**Your objective**
I need all of the entries printed exactly.
[Opening Given information section]
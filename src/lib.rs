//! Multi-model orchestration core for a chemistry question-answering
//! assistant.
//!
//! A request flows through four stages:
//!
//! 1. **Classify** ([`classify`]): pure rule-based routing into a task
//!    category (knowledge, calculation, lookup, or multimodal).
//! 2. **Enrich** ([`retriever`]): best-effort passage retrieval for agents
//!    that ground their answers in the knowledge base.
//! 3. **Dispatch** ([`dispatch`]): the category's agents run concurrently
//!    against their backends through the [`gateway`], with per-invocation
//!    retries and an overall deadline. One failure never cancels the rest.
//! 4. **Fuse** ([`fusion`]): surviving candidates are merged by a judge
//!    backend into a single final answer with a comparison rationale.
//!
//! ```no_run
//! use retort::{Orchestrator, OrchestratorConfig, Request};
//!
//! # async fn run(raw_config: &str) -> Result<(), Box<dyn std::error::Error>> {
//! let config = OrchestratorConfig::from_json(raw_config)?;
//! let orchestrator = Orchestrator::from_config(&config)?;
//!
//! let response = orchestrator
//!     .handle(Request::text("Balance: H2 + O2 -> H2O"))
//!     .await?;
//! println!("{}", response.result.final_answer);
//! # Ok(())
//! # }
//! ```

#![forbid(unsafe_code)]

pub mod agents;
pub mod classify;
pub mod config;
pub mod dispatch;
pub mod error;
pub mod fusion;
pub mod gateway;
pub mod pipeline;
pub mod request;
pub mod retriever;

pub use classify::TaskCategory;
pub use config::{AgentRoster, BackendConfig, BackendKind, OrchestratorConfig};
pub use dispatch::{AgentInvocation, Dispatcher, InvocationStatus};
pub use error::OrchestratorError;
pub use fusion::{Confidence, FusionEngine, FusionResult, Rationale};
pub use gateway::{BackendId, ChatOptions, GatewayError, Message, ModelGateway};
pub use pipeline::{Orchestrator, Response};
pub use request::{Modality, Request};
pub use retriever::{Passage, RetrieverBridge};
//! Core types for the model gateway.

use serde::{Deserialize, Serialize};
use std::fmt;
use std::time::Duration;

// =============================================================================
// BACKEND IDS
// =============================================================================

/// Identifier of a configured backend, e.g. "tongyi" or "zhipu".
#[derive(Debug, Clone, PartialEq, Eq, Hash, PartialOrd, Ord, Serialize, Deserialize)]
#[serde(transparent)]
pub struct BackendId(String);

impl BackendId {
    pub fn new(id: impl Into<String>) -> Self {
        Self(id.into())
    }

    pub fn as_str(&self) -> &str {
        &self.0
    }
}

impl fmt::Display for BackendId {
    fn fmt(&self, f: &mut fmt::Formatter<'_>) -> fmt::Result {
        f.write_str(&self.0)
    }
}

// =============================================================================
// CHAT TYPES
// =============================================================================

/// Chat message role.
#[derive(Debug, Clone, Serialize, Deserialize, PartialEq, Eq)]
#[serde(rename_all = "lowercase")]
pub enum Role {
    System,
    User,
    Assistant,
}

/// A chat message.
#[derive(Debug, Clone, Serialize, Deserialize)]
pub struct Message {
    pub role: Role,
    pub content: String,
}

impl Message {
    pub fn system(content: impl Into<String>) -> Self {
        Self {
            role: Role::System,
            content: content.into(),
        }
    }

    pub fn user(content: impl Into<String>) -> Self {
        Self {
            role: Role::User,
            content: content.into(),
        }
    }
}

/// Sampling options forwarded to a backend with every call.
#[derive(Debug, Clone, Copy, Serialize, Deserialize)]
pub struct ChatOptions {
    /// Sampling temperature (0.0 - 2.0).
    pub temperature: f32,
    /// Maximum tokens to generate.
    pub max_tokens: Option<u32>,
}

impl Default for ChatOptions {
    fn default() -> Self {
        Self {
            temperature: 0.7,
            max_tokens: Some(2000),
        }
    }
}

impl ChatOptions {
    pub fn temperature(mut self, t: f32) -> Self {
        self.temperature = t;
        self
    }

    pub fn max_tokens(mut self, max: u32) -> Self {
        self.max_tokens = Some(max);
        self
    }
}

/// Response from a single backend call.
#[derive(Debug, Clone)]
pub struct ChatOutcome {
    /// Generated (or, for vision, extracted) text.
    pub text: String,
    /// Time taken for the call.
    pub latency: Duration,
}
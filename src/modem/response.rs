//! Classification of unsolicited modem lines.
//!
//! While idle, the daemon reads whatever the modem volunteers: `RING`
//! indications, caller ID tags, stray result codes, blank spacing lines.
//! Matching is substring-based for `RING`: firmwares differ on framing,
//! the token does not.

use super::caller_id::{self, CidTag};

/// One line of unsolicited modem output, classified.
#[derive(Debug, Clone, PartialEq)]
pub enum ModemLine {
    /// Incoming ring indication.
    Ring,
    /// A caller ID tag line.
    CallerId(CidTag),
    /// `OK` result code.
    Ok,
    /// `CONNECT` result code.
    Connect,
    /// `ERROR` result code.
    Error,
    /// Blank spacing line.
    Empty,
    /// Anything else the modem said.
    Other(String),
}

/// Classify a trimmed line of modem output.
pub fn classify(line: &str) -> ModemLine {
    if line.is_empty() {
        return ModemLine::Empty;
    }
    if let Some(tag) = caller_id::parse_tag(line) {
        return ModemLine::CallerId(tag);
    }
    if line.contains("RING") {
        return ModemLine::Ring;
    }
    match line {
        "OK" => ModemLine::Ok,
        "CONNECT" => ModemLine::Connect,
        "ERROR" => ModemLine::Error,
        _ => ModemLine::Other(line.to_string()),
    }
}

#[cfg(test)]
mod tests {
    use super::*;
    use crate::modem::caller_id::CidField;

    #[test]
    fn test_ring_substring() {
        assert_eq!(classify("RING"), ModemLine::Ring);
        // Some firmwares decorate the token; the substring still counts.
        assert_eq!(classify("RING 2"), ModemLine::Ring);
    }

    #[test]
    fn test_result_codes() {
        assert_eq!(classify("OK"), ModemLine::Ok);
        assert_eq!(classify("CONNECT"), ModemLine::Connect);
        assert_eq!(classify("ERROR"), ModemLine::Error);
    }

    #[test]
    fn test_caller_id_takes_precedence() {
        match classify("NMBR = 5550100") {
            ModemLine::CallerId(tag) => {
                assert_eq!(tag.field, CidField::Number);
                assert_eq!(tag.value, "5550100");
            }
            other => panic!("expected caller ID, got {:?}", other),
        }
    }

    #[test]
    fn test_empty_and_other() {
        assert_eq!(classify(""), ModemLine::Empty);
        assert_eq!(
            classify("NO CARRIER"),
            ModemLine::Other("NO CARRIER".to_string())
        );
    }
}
[Closing Given information section]
**Task result**
filename src/lib.rs
//! Multi-model orchestration core for a chemistry question-answering
//! assistant.
//!
//! A request flows through four stages:
//!
//! 1. **Classify** ([`classify`]): pure rule-based routing into a task
//!    category (knowledge, calculation, lookup, or multimodal).
//! 2. **Enrich** ([`retriever`]): best-effort passage retrieval for agents
//!    that ground their answers in the knowledge base.
//! 3. **Dispatch** ([`dispatch`]): the category's agents run concurrently
//!    against their backends through the [`gateway`], with per-invocation
//!    retries and an overall deadline. One failure never cancels the rest.
//! 4. **Fuse** ([`fusion`]): surviving candidates are merged by a judge
//!    backend into a single final answer with a comparison rationale.
//!
//! ```no_run
//! use retort::{Orchestrator, OrchestratorConfig, Request};
//!
//! # async fn run(raw_config: &str) -> Result<(), Box<dyn std::error::Error>> {
//! let config = OrchestratorConfig::from_json(raw_config)?;
//! let orchestrator = Orchestrator::from_config(&config)?;
//!
//! let response = orchestrator
//!     .handle(Request::text("Balance: H2 + O2 -> H2O"))
//!     .await?;
//! println!("{}", response.result.final_answer);
//! # Ok(())
//! # }
//! ```

#![forbid(unsafe_code)]

pub mod agents;
pub mod classify;
pub mod config;
pub mod dispatch;
pub mod error;
pub mod fusion;
pub mod gateway;
pub mod pipeline;
pub mod request;
pub mod retriever;

pub use classify::TaskCategory;
pub use config::{AgentRoster, BackendConfig, BackendKind, OrchestratorConfig};
pub use dispatch::{AgentInvocation, Dispatcher, InvocationStatus};
pub use error::OrchestratorError;
pub use fusion::{Confidence, FusionEngine, FusionResult, Rationale};
pub use gateway::{BackendId, ChatOptions, GatewayError, Message, ModelGateway};
pub use pipeline::{Orchestrator, Response};
pub use request::{Modality, Request};
pub use retriever::{Passage, RetrieverBridge};
//! Core types for the model gateway.

use serde::{Deserialize, Serialize};
use std::fmt;
use std::time::Duration;

// =============================================================================
// BACKEND IDS
// =============================================================================

/// Identifier of a configured backend, e.g. "tongyi" or "zhipu".
#[derive(Debug, Clone, PartialEq, Eq, Hash, PartialOrd, Ord, Serialize, Deserialize)]
#[serde(transparent)]
pub struct BackendId(String);

impl BackendId {
    pub fn new(id: impl Into<String>) -> Self {
        Self(id.into())
    }

    pub fn as_str(&self) -> &str {
        &self.0
    }
}

impl fmt::Display for BackendId {
    fn fmt(&self, f: &mut fmt::Formatter<'_>) -> fmt::Result {
        f.write_str(&self.0)
    }
}

// =============================================================================
// CHAT TYPES
// =============================================================================

/// Chat message role.
#[derive(Debug, Clone, Serialize, Deserialize, PartialEq, Eq)]
#[serde(rename_all = "lowercase")]
pub enum Role {
    System,
    User,
    Assistant,
}

/// A chat message.
#[derive(Debug, Clone, Serialize, Deserialize)]
pub struct Message {
    pub role: Role,
    pub content: String,
}

impl Message {
    pub fn system(content: impl Into<String>) -> Self {
        Self {
            role: Role::System,
            content: content.into(),
        }
    }

    pub fn user(content: impl Into<String>) -> Self {
        Self {
            role: Role::User,
            content: content.into(),
        }
    }
}

/// Sampling options forwarded to a backend with every call.
#[derive(Debug, Clone, Copy, Serialize, Deserialize)]
pub struct ChatOptions {
    /// Sampling temperature (0.0 - 2.0).
    pub temperature: f32,
    /// Maximum tokens to generate.
    pub max_tokens: Option<u32>,
}

impl Default for ChatOptions {
    fn default() -> Self {
        Self {
            temperature: 0.7,
            max_tokens: Some(2000),
        }
    }
}

impl ChatOptions {
    pub fn temperature(mut self, t: f32) -> Self {
        self.temperature = t;
        self
    }

    pub fn max_tokens(mut self, max: u32) -> Self {
        self.max_tokens = Some(max);
        self
    }
}

/// Response from a single backend call.
#[derive(Debug, Clone)]
pub struct ChatOutcome {
    /// Generated (or, for vision, extracted) text.
    pub text: String,
    /// Time taken for the call.
    pub latency: Duration,
}
filename src/modem/response.rs
//! Classification of unsolicited modem lines.
//!
//! While idle, the daemon reads whatever the modem volunteers: `RING`
//! indications, caller ID tags, stray result codes, blank spacing lines.
//! Matching is substring-based for `RING`: firmwares differ on framing,
//! the token does not.

use super::caller_id::{self, CidTag};

/// One line of unsolicited modem output, classified.
#[derive(Debug, Clone, PartialEq)]
pub enum ModemLine {
    /// Incoming ring indication.
    Ring,
    /// A caller ID tag line.
    CallerId(CidTag),
    /// `OK` result code.
    Ok,
    /// `CONNECT` result code.
    Connect,
    /// `ERROR` result code.
    Error,
    /// Blank spacing line.
    Empty,
    /// Anything else the modem said.
    Other(String),
}

/// Classify a trimmed line of modem output.
pub fn classify(line: &str) -> ModemLine {
    if line.is_empty() {
        return ModemLine::Empty;
    }
    if let Some(tag) = caller_id::parse_tag(line) {
        return ModemLine::CallerId(tag);
    }
    if line.contains("RING") {
        return ModemLine::Ring;
    }
    match line {
        "OK" => ModemLine::Ok,
        "CONNECT" => ModemLine::Connect,
        "ERROR" => ModemLine::Error,
        _ => ModemLine::Other(line.to_string()),
    }
}

#[cfg(test)]
mod tests {
    use super::*;
    use crate::modem::caller_id::CidField;

    #[test]
    fn test_ring_substring() {
        assert_eq!(classify("RING"), ModemLine::Ring);
        // Some firmwares decorate the token; the substring still counts.
        assert_eq!(classify("RING 2"), ModemLine::Ring);
    }

    #[test]
    fn test_result_codes() {
        assert_eq!(classify("OK"), ModemLine::Ok);
        assert_eq!(classify("CONNECT"), ModemLine::Connect);
        assert_eq!(classify("ERROR"), ModemLine::Error);
    }

    #[test]
    fn test_caller_id_takes_precedence() {
        match classify("NMBR = 5550100") {
            ModemLine::CallerId(tag) => {
                assert_eq!(tag.field, CidField::Number);
                assert_eq!(tag.value, "5550100");
            }
            other => panic!("expected caller ID, got {:?}", other),
        }
    }

    #[test]
    fn test_empty_and_other() {
        assert_eq!(classify(""), ModemLine::Empty);
        assert_eq!(
            classify("NO CARRIER"),
            ModemLine::Other("NO CARRIER".to_string())
        );
    }
}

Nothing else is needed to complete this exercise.